# PROBLEM REQUIREMENTS
Check every line of the entries that follow, and copy the ones containing "ApiErrorDetail".
=== Begin Enclosure ===
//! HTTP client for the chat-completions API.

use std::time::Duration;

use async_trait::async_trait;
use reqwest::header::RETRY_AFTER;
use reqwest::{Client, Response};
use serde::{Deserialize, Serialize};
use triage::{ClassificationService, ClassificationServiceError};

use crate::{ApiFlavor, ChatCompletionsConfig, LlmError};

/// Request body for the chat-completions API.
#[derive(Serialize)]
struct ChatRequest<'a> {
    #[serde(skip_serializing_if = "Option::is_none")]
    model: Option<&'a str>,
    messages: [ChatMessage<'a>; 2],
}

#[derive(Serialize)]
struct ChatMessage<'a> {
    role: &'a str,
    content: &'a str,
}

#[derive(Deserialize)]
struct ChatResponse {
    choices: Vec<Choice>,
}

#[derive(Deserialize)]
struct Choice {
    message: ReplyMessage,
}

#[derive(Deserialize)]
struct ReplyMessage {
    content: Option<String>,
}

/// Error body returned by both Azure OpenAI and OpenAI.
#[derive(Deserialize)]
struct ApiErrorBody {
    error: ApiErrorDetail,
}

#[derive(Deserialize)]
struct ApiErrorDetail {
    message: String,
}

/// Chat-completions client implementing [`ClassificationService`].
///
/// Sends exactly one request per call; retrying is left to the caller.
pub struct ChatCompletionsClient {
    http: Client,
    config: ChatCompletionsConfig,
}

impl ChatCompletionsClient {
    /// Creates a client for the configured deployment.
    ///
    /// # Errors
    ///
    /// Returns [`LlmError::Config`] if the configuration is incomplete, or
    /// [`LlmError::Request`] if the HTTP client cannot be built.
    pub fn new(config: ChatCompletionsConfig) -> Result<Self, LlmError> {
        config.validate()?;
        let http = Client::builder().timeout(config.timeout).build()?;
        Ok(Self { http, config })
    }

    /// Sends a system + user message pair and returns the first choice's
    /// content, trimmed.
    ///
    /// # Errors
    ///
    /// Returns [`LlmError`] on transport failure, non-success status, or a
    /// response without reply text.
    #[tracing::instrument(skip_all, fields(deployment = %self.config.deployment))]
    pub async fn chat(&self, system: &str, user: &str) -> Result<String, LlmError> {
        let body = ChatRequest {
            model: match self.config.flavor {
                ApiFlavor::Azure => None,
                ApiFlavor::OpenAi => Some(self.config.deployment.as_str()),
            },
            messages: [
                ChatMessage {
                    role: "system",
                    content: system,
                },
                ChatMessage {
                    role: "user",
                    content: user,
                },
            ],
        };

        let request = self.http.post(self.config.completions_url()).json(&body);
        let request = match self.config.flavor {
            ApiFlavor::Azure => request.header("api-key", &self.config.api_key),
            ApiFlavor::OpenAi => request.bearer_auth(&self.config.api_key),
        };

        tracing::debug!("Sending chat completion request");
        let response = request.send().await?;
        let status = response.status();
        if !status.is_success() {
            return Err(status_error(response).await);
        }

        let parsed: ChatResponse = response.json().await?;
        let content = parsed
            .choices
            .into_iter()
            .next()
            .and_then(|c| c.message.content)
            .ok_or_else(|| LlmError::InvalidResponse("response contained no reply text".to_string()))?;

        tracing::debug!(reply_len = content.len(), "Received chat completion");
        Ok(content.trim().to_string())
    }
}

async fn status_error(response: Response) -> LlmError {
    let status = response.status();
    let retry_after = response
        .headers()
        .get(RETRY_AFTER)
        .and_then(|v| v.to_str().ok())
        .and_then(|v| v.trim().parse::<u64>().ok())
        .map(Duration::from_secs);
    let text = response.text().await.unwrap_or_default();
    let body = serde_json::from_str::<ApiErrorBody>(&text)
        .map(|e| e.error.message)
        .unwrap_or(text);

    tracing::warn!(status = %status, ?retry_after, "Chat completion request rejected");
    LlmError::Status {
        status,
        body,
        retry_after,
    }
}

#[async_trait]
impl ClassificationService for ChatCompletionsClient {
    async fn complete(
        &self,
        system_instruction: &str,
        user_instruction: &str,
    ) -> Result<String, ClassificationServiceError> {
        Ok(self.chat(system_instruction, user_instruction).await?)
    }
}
=== End Enclosure ===
# WRITTEN SOLUTION
    error: ApiErrorDetail,
struct ApiErrorDetail {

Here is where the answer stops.